The problem was that Larry failed to note in her admission records that for the four days in which her parents tried to treat her fever and stomach pains on their own, they gave her an outrageous amount of aspirin. This thinned her blood to a dangerous degree, which became lethal when Larry unknowingly compounded it. The little girl immediately began to bleed out and while Larry apparently struggled valiantly to save her, there was nothing he could do.

John squirmed at feeling pretty certain that his father fucked up. The nurses ask you all those questions at admission for a reason. The doctors need to know what they’re dealing with. Larry’s lawyer tried to divert blame—the admitting nurse should have alerted Larry, she should have pressed the parents for more specifics about the aspirin consumption instead of merely noting “high vol. asp.”—but Getch, the Farragut’s lawyer, insisted that it was ultimately Larry’s responsibility to know the facts.

Henry Getch, in his late twenties at the time and probably no more than an ambulance-chasing gnat to a well-connected and prosperous attorney like Bob Schurmer, apparently scored blows Larry’s lawyer had not anticipated.
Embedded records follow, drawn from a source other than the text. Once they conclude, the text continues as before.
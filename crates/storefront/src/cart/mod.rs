//! Shopping cart.
//!
//! A [`Cart`] is an ordered list of [`CartLine`]s with at most one line per
//! cake and no line ever at quantity zero. All mutation rules live here; the
//! application state decides when to persist (see [`persistence`]).

pub mod persistence;

use cake_shop_core::{Cake, CakeId, CartLine, Price};
use serde::{Deserialize, Serialize};
use tracing::warn;

pub use persistence::{CART_STORAGE_KEY, CartPersistError};

/// The shopper's cart, in the order lines were first added.
#[derive(Debug, Clone, Default, PartialEq, Eq, Serialize, Deserialize)]
#[serde(transparent)]
pub struct Cart {
    lines: Vec<CartLine>,
}

impl Cart {
    /// Create an empty cart.
    #[must_use]
    pub fn new() -> Self {
        Self::default()
    }

    /// Build a cart from raw lines, repairing anything that breaks the cart's
    /// invariants: zero-quantity lines are dropped and repeated identifiers
    /// are merged into the first occurrence.
    #[must_use]
    pub fn from_lines(lines: impl IntoIterator<Item = CartLine>) -> Self {
        let mut cart = Self::new();
        for line in lines {
            if line.quantity == 0 {
                warn!(cake_id = %line.id, "Dropping cart line with zero quantity");
                continue;
            }
            match cart.line_mut(line.id) {
                Some(existing) => {
                    warn!(cake_id = %line.id, "Merging duplicate cart line");
                    existing.quantity = existing.quantity.saturating_add(line.quantity);
                }
                None => cart.lines.push(line),
            }
        }
        cart
    }

    /// All lines, oldest first.
    #[must_use]
    pub fn lines(&self) -> &[CartLine] {
        &self.lines
    }

    /// The line for `id`, if present.
    #[must_use]
    pub fn line(&self, id: CakeId) -> Option<&CartLine> {
        self.lines.iter().find(|line| line.id == id)
    }

    fn line_mut(&mut self, id: CakeId) -> Option<&mut CartLine> {
        self.lines.iter_mut().find(|line| line.id == id)
    }

    /// Number of distinct cakes in the cart.
    #[must_use]
    pub fn len(&self) -> usize {
        self.lines.len()
    }

    #[must_use]
    pub fn is_empty(&self) -> bool {
        self.lines.is_empty()
    }

    /// Add one of `cake`. A new line snapshots the cake's name, price and image.
    pub fn add(&mut self, cake: &Cake) {
        match self.line_mut(cake.id) {
            Some(line) => line.quantity = line.quantity.saturating_add(1),
            None => self.lines.push(CartLine::for_cake(cake)),
        }
    }

    /// Add one more of an existing line, for when only the line is at hand
    /// (the cake may no longer be in the catalog).
    ///
    /// Returns false if the cart has no line with that identifier.
    pub fn increment(&mut self, line: &CartLine) -> bool {
        self.line_mut(line.id).is_some_and(|existing| {
            existing.quantity = existing.quantity.saturating_add(1);
            true
        })
    }

    /// Take one away; a line at quantity one is removed entirely.
    ///
    /// Returns false if the cart has no line with that identifier.
    pub fn decrement(&mut self, id: CakeId) -> bool {
        let Some(line) = self.line_mut(id) else {
            return false;
        };
        if line.quantity > 1 {
            line.quantity -= 1;
            return true;
        }
        self.remove(id)
    }

    /// Remove the line for `id` regardless of quantity.
    ///
    /// Returns false if there was nothing to remove.
    pub fn remove(&mut self, id: CakeId) -> bool {
        let before = self.lines.len();
        self.lines.retain(|line| line.id != id);
        self.lines.len() != before
    }

    /// Drop the line for a cake that has left the catalog.
    pub fn cascade_delete(&mut self, id: CakeId) -> bool {
        self.remove(id)
    }

    /// Sum of all line quantities.
    #[must_use]
    pub fn total_item_count(&self) -> u32 {
        self.lines
            .iter()
            .fold(0_u32, |total, line| total.saturating_add(line.quantity))
    }

    /// Sum of `price × quantity` over all lines, rounded to cents.
    #[must_use]
    pub fn total_price(&self) -> Price {
        self.lines.iter().map(CartLine::line_total).sum::<Price>().rounded()
    }
}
So after spending several days calling doctors and patients to publicly testify on behalf of Larry’s medical skills, Schurmer turned his sights on the Farraguts.
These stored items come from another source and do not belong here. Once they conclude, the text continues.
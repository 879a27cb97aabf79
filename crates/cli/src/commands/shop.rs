//! Catalog browsing: the projected list and the detail view.

use std::io::Write;

use cake_shop_core::CakeId;
use cake_shop_storefront::projection::SortKey;
use cake_shop_storefront::storage::LocalStorage;
use cake_shop_storefront::{AppError, AppState};

use super::CommandError;
use crate::render;

/// Update the search and sort if given, then print the visible cakes.
pub fn list<S: LocalStorage>(
    shop: &mut AppState<S>,
    search: Option<String>,
    sort: Option<SortKey>,
    out: &mut impl Write,
) -> Result<(), CommandError> {
    if let Some(term) = search {
        shop.set_search_term(term);
    }
    if let Some(key) = sort {
        shop.set_sort_key(key);
    }
    shop.back_to_shop();

    let search_term = shop.search_term().to_string();
    let sort_key = shop.sort_key();
    let cart = shop.cart().clone();
    let visible = shop.visible_cakes();

    render::write_listing_header(out, visible.len(), &search_term, sort_key)?;
    render::write_cake_list(out, &visible, &cart)?;
    Ok(())
}

/// Open the detail view for `id` and print it.
pub fn show<S: LocalStorage>(
    shop: &mut AppState<S>,
    id: CakeId,
    out: &mut impl Write,
) -> Result<(), CommandError> {
    if !shop.view_details(id) {
        return Err(AppError::CakeNotFound(id).into());
    }
    let Some(cake) = shop.selected_cake() else {
        return Err(AppError::CakeNotFound(id).into());
    };
    let in_cart = shop.cart().line(id).map_or(0, |line| line.quantity);
    render::write_cake_detail(out, cake, in_cart)?;
    Ok(())
}

#[cfg(test)]
#[allow(clippy::unwrap_used)]
mod tests {
    use cake_shop_storefront::storage::MemoryStorage;

    use super::*;

    fn output(bytes: Vec<u8>) -> String {
        String::from_utf8(bytes).unwrap()
    }

    #[test]
    fn test_list_keeps_search_between_calls() {
        let mut shop = AppState::new(MemoryStorage::new());
        let mut out = Vec::new();

        list(&mut shop, Some("cream".to_string()), None, &mut out).unwrap();
        let first = output(std::mem::take(&mut out));
        assert!(first.contains("Coconut Cream Cloud"));
        assert!(!first.contains("Velvet Dream"));

        list(&mut shop, None, Some(SortKey::PriceDesc), &mut out).unwrap();
        let second = output(out);
        assert!(second.contains("Coconut Cream Cloud"));
        assert!(!second.contains("Velvet Dream"));
        assert_eq!(shop.sort_key(), SortKey::PriceDesc);
    }

    #[test]
    fn test_show_unknown_cake() {
        let mut shop = AppState::new(MemoryStorage::new());
        let err = show(&mut shop, CakeId::new(99), &mut Vec::new()).unwrap_err();
        assert!(matches!(
            err,
            CommandError::App(AppError::CakeNotFound(id)) if id == CakeId::new(99)
        ));
    }

    #[test]
    fn test_show_prints_long_description() {
        let mut shop = AppState::new(MemoryStorage::new());
        let mut out = Vec::new();
        show(&mut shop, CakeId::new(1), &mut out).unwrap();

        let text = output(out);
        let cake = shop.catalog().get(CakeId::new(1)).unwrap();
        assert!(text.contains(&cake.name));
        assert!(text.contains(&cake.long_description));
        assert_eq!(shop.selected_cake().map(|c| c.id), Some(CakeId::new(1)));
    }
}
The Gazette articles now deemed the story deserving of front-page attention as Bob Schurmer turned the trial into an indictment of Randy and Holly Farragut. The jury was all locals; they knew the Farraguts. And Schurmer didn’t miss a thing: Randy’s dope arrests in high school and, with greater and greater frequency after he returned from Vietnam. Holly’s long list of petty offenses, like shoplifting, public intoxication, and fighting. And an endless string of police calls to the family’s home, usually for noise or some boorish fracas, but often enough with concerns about the well-being of their children. Neighbors reported often finding little Farraguts straying into their yards in filthy clothes and helping themselves to fruit from their trees, seemingly unfed.
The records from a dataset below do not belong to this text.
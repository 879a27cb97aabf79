//! Whole storefront sessions against file-backed storage.
//!
//! Each test owns a temporary data directory; "reloading the page" is
//! opening a new `AppState` on the same directory.

#![allow(clippy::unwrap_used, clippy::indexing_slicing)]

use cake_shop_core::{CakeId, Price};
use cake_shop_integration_tests::{RecordingPrompt, TestContext};
use cake_shop_storefront::View;
use cake_shop_storefront::intake::CakeForm;
use cake_shop_storefront::projection::SortKey;
use cake_shop_storefront::state::DELETE_CONFIRMATION;

// ============================================================================
// Cart persistence
// ============================================================================

#[test]
fn test_cart_survives_reload() {
    let ctx = TestContext::new();

    let mut shop = ctx.open();
    assert!(shop.add_to_cart(CakeId::new(1)));
    assert!(shop.add_to_cart(CakeId::new(1)));
    assert!(shop.add_to_cart(CakeId::new(3)));
    drop(shop);

    let shop = ctx.open();
    assert_eq!(shop.cart_item_count(), 3);
    assert_eq!(shop.cart().line(CakeId::new(1)).map(|l| l.quantity), Some(2));
    // 2 x 24.99 + 22.00
    assert_eq!(shop.cart_total(), Price::from_cents(7198));
}

#[test]
fn test_every_cart_command_is_written_through() {
    let ctx = TestContext::new();
    let mut shop = ctx.open();

    shop.add_to_cart(CakeId::new(2));
    assert_eq!(ctx.stored_lines().len(), 1);

    let line = shop.cart().lines()[0].clone();
    shop.increment_line(&line);
    assert_eq!(ctx.stored_lines()[0].quantity, 2);

    shop.decrement_line(CakeId::new(2));
    assert_eq!(ctx.stored_lines()[0].quantity, 1);

    shop.decrement_line(CakeId::new(2));
    assert!(ctx.stored_lines().is_empty());
}

#[test]
fn test_stored_lines_use_camel_case_wire_format() {
    let ctx = TestContext::new();
    let mut shop = ctx.open();
    shop.add_to_cart(CakeId::new(1));

    let raw = std::fs::read_to_string(ctx.cart_file()).unwrap();
    let value: serde_json::Value = serde_json::from_str(&raw).unwrap();
    let line = &value[0];
    assert_eq!(line["id"], 1);
    assert_eq!(line["name"], "Velvet Dream");
    assert_eq!(line["price"], 24.99);
    assert_eq!(line["quantity"], 1);
    assert!(line["imageUrl"].is_string());
}

#[test]
fn test_corrupt_cart_starts_empty() {
    let ctx = TestContext::new();
    ctx.open().add_to_cart(CakeId::new(1));
    ctx.write_raw_cart("{not json");

    let mut shop = ctx.open();
    assert!(shop.cart().is_empty());

    // The next command overwrites the bad value
    shop.add_to_cart(CakeId::new(4));
    assert_eq!(ctx.stored_lines().len(), 1);
}

#[test]
fn test_stored_cart_is_repaired_on_load() {
    let ctx = TestContext::new();
    ctx.open().add_to_cart(CakeId::new(1));
    ctx.write_raw_cart(
        r#"[
            {"id":1,"name":"Velvet Dream","price":24.99,"imageUrl":"a.jpg","quantity":1},
            {"id":2,"name":"Chocolate Decadence","price":28.5,"imageUrl":"b.jpg","quantity":0},
            {"id":1,"name":"Velvet Dream","price":24.99,"imageUrl":"a.jpg","quantity":2}
        ]"#,
    );

    let shop = ctx.open();
    assert_eq!(shop.cart().len(), 1);
    assert_eq!(shop.cart_item_count(), 3);
}

#[test]
fn test_oversized_price_saturates_and_survives_reload() {
    let ctx = TestContext::new();
    let mut shop = ctx.open();

    let mut form = CakeForm::new();
    form.name = "Gilded Tower".to_string();
    form.price = "79228162514264337593543950335".to_string();
    form.set_image_url("https://example.com/tower.jpg");
    let mut prompt = RecordingPrompt::default();
    let id = shop.submit_form(&form, &mut prompt).unwrap();
    assert_eq!(shop.catalog().get(id).unwrap().price, Price::MAX);

    assert!(shop.add_to_cart(id));
    assert!(shop.add_to_cart(id));
    assert!(shop.add_to_cart(CakeId::new(1)));
    assert_eq!(shop.cart_total(), Price::MAX);
    drop(shop);

    let shop = ctx.open();
    assert_eq!(shop.cart().line(id).map(|l| l.quantity), Some(2));
    assert_eq!(shop.cart().line(id).map(|l| l.price), Some(Price::MAX));
    assert_eq!(shop.cart_item_count(), 3);
    assert_eq!(shop.cart_total(), Price::MAX);
}

#[test]
fn test_extreme_stored_line_loads_with_capped_total() {
    let ctx = TestContext::new();
    ctx.write_raw_cart(
        r#"[
            {"id":9,"name":"Mountain","price":1e20,"imageUrl":"m.jpg","quantity":4294967295},
            {"id":1,"name":"Velvet Dream","price":24.99,"imageUrl":"a.jpg","quantity":1}
        ]"#,
    );

    let mut shop = ctx.open();
    assert_eq!(shop.cart().len(), 2);
    assert_eq!(shop.cart_item_count(), u32::MAX);
    assert_eq!(shop.cart_total(), Price::MAX);

    // Writing the cart back keeps the capped line as loaded
    shop.add_to_cart(CakeId::new(1));
    let stored = ctx.stored_lines();
    assert_eq!(stored[0].quantity, u32::MAX);
    assert_eq!(stored[0].price, Price::MAX);
    assert_eq!(stored[1].quantity, 2);
}

#[test]
fn test_precise_price_survives_reload() {
    let ctx = TestContext::new();
    let mut shop = ctx.open();

    let mut form = CakeForm::new();
    form.name = "Exact Slice".to_string();
    form.price = "0.1234567890123456789".to_string();
    form.set_image_url("https://example.com/slice.jpg");
    let mut prompt = RecordingPrompt::default();
    let id = shop.submit_form(&form, &mut prompt).unwrap();
    let price = shop.catalog().get(id).unwrap().price;
    shop.add_to_cart(id);
    drop(shop);

    let shop = ctx.open();
    assert_eq!(shop.cart().line(id).map(|l| l.price), Some(price));
    assert_eq!(shop.cart_total(), Price::from_cents(12));
}

// ============================================================================
// Checkout
// ============================================================================

#[test]
fn test_checkout_acknowledges_total_and_keeps_cart() {
    let ctx = TestContext::new();
    let mut shop = ctx.open();
    shop.add_to_cart(CakeId::new(5));
    shop.add_to_cart(CakeId::new(6));

    let mut prompt = RecordingPrompt::default();
    assert_eq!(shop.checkout(&mut prompt), Some(Price::from_cents(5200)));
    assert_eq!(
        prompt.acknowledgments,
        vec!["Thank you for your order! Your total is $52.00.".to_string()]
    );

    drop(shop);
    assert_eq!(ctx.open().cart_item_count(), 2);
}

#[test]
fn test_checkout_with_empty_cart_says_nothing() {
    let ctx = TestContext::new();
    let shop = ctx.open();
    let mut prompt = RecordingPrompt::default();
    assert_eq!(shop.checkout(&mut prompt), None);
    assert!(prompt.acknowledgments.is_empty());
}

// ============================================================================
// Catalog admin
// ============================================================================

#[test]
fn test_delete_cascades_to_stored_cart() {
    let ctx = TestContext::new();
    let mut shop = ctx.open();
    shop.add_to_cart(CakeId::new(2));
    shop.add_to_cart(CakeId::new(4));

    let mut prompt = RecordingPrompt::answering(&[false, true]);
    assert!(!shop.delete_cake(CakeId::new(2), &mut prompt));
    assert_eq!(shop.cart().len(), 2);

    assert!(shop.delete_cake(CakeId::new(2), &mut prompt));
    assert_eq!(prompt.confirmations, vec![DELETE_CONFIRMATION; 2]);
    assert!(shop.catalog().get(CakeId::new(2)).is_none());

    let stored = ctx.stored_lines();
    assert_eq!(stored.len(), 1);
    assert_eq!(stored[0].id, CakeId::new(4));
}

#[test]
fn test_edits_do_not_touch_cart_snapshots() {
    let ctx = TestContext::new();
    let mut shop = ctx.open();
    shop.add_to_cart(CakeId::new(1));

    let mut form = CakeForm::editing(shop.catalog().get(CakeId::new(1)).unwrap());
    form.name = "Velvet Dream Deluxe".to_string();
    form.price = "30".to_string();
    let mut prompt = RecordingPrompt::default();
    assert_eq!(shop.submit_form(&form, &mut prompt), Some(CakeId::new(1)));

    let line = shop.cart().line(CakeId::new(1)).unwrap();
    assert_eq!(line.name, "Velvet Dream");
    assert_eq!(line.price, Price::from_cents(2499));

    // Adding again grows the old line rather than taking a new snapshot
    shop.add_to_cart(CakeId::new(1));
    let line = shop.cart().line(CakeId::new(1)).unwrap();
    assert_eq!(line.quantity, 2);
    assert_eq!(line.name, "Velvet Dream");
}

#[test]
fn test_catalog_changes_are_not_persisted() {
    let ctx = TestContext::new();
    let mut shop = ctx.open();

    let mut form = CakeForm::new();
    form.name = "Pavlova".to_string();
    form.price = "abc".to_string();
    form.set_image_url("https://example.com/pavlova.jpg");
    let mut prompt = RecordingPrompt::default();
    let id = shop.submit_form(&form, &mut prompt).unwrap();
    assert_eq!(id, CakeId::new(7));
    assert_eq!(shop.catalog().get(id).unwrap().price, Price::ZERO);

    shop.add_to_cart(id);
    drop(shop);

    // The cart line outlives its cake across a reload
    let shop = ctx.open();
    assert_eq!(shop.catalog().len(), 6);
    assert!(shop.catalog().get(id).is_none());
    assert_eq!(shop.cart().line(id).map(|l| l.name.as_str()), Some("Pavlova"));
}

#[test]
fn test_form_without_image_is_rejected() {
    let ctx = TestContext::new();
    let mut shop = ctx.open();
    let mut form = CakeForm::new();
    form.name = "Mystery".to_string();

    let mut prompt = RecordingPrompt::default();
    assert_eq!(shop.submit_form(&form, &mut prompt), None);
    assert_eq!(prompt.acknowledgments.len(), 1);
    assert_eq!(shop.catalog().len(), 6);
}

#[tokio::test]
async fn test_image_file_is_embedded() {
    let ctx = TestContext::new();
    let mut shop = ctx.open();
    let image = tempfile::Builder::new().suffix(".jpg").tempfile().unwrap();
    std::fs::write(image.path(), [0xFF, 0xD8, 0xFF, 0xE0]).unwrap();

    let mut form = CakeForm::new();
    form.name = "Opera".to_string();
    form.price = "31.00".to_string();
    form.attach_image_file(image.path(), 1024).await.unwrap();

    let mut prompt = RecordingPrompt::default();
    let id = shop.submit_form(&form, &mut prompt).unwrap();
    let cake = shop.catalog().get(id).unwrap();
    assert_eq!(cake.image_url.as_str(), "data:image/jpeg;base64,/9j/4A==");
    assert!(cake.image_url.is_embedded());
}

// ============================================================================
// Browsing
// ============================================================================

#[test]
fn test_search_and_sort_follow_catalog_changes() {
    let ctx = TestContext::new();
    let mut shop = ctx.open();
    shop.set_search_term("c");
    shop.set_sort_key(SortKey::PriceDesc);

    let names: Vec<String> = shop.visible_cakes().iter().map(|c| c.name.clone()).collect();
    assert_eq!(names.first().map(String::as_str), Some("Chocolate Decadence"));
    let before = names.len();

    let mut prompt = RecordingPrompt::answering(&[true]);
    shop.delete_cake(CakeId::new(2), &mut prompt);
    let names: Vec<String> = shop.visible_cakes().iter().map(|c| c.name.clone()).collect();
    assert_eq!(names.len(), before - 1);
    assert!(!names.contains(&"Chocolate Decadence".to_string()));
}

#[test]
fn test_detail_view_closes_when_cake_is_deleted() {
    let ctx = TestContext::new();
    let mut shop = ctx.open();
    assert!(shop.view_details(CakeId::new(4)));
    assert_eq!(shop.selected_cake().map(|c| c.id), Some(CakeId::new(4)));

    shop.set_view(View::Admin);
    assert!(shop.selected_cake().is_none());

    assert!(shop.view_details(CakeId::new(4)));
    let mut prompt = RecordingPrompt::answering(&[true]);
    shop.delete_cake(CakeId::new(4), &mut prompt);
    assert!(shop.selected_cake().is_none());
}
Henry Getch finally got the judge to rule the attacks on the parents irrelevant and out-of-bounds, but Schurmer got enough read into the record to set him up for the kill. He called Randy Farragut to the stand.

Schurmer focused on the four days leading up to finally bringing Vicky to the emergency room. How could the parents have allowed their daughter to writhe in pain for four days before getting her help? How could they have ignored a fever that spiked at 102? How could they not know that handfuls of aspirin for days were the worst thing to give a kid suffering from stomach pains?

Were they just ignorant, or was there some other reason they needed to keep their daughter out of the hospital? As John read he could almost feel the ice water in the lawyer’s veins as he let go with the kill shot.

“Was it true,” he began dryly, reading from a document, “that at the time that your daughter took sick, there was a civil action against you, ordering you to pay Kingston Auto twelve hundred dollars for car repairs you hadn’t paid for? And that if you had taken your daughter to the emergency room, you risked having that order enforced if the police were brought in?”

“She was my kid, goddammit!” Randy said forcefully. “I wouldn’t see her hurt for twelve hundred bucks!”

“But,” the lawyer slinked, “if you and your wife could cure her yourself, with your aspirin, twelve hundred bucks could buy a lot of beer and cigarettes.”

Randy’s lawyer objected.

“No further questions,” Larry’s lawyer said as he took his seat.

The jury deliberated for almost three full days but when they came back, they cleared Larry and the hospital of all charges. The picture on the front page of the Gazette showed that after the verdict was read, Randy and Holly Farragut held each other and cried.

Larry Husted was in the background of the photo shaking his smiling lawyer’s hand. Larry’s back was to the camera, leaving John to imagine the emotions on his father’s face.